__Your assignment__. Would you please copy every line from the records that contains the word "BatchDeleteRequest"?

[[ Data records open ]]

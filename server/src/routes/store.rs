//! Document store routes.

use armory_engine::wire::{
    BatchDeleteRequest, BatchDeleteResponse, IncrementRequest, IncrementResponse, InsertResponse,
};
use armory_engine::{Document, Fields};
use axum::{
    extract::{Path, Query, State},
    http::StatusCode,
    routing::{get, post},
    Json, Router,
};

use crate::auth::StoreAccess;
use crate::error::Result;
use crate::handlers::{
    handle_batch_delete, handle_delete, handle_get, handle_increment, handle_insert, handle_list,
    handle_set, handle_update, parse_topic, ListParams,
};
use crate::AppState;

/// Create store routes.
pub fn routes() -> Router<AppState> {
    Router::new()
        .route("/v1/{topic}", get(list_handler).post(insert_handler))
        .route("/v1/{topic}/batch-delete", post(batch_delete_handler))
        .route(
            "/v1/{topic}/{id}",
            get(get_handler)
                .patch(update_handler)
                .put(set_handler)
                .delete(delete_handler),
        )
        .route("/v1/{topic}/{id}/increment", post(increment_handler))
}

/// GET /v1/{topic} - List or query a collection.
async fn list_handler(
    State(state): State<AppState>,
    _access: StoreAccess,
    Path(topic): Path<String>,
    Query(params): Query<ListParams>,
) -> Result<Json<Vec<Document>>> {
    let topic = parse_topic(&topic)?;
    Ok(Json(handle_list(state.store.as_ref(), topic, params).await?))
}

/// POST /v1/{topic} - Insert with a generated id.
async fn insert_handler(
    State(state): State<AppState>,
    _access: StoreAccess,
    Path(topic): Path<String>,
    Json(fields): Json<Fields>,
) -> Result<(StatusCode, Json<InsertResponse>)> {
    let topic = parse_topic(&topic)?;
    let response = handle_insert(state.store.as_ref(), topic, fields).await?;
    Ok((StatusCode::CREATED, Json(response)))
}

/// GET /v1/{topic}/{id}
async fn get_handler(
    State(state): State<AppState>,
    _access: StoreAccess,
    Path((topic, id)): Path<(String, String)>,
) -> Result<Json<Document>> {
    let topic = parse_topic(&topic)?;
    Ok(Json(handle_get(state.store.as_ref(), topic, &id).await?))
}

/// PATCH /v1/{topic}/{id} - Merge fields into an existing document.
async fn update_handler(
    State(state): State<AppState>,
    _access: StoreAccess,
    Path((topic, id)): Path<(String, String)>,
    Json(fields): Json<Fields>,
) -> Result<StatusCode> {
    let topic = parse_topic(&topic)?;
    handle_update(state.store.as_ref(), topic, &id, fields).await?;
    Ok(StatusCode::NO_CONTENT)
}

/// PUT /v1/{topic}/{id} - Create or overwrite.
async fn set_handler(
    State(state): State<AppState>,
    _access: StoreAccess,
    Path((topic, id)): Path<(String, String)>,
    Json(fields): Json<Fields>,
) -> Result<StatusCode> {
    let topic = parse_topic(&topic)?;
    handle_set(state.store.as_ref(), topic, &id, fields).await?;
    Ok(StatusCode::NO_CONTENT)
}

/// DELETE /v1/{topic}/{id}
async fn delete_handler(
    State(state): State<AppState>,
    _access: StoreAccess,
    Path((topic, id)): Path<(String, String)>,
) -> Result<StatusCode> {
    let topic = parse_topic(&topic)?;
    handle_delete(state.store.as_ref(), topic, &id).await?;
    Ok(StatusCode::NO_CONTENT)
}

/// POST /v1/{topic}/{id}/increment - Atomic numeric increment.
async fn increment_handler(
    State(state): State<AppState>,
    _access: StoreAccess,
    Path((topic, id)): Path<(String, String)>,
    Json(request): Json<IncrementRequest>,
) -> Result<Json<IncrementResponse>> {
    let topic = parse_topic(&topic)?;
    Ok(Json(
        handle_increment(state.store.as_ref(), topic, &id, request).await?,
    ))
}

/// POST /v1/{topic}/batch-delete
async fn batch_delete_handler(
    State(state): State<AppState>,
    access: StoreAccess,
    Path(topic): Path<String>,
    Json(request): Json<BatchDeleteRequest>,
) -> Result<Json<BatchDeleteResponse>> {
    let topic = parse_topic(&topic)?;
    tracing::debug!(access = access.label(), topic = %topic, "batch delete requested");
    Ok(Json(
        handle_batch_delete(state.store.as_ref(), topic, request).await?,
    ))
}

[[ Data records closed ]]

__The answer__.
    BatchDeleteRequest, BatchDeleteResponse, IncrementRequest, IncrementResponse, InsertResponse,
    Json(request): Json<BatchDeleteRequest>,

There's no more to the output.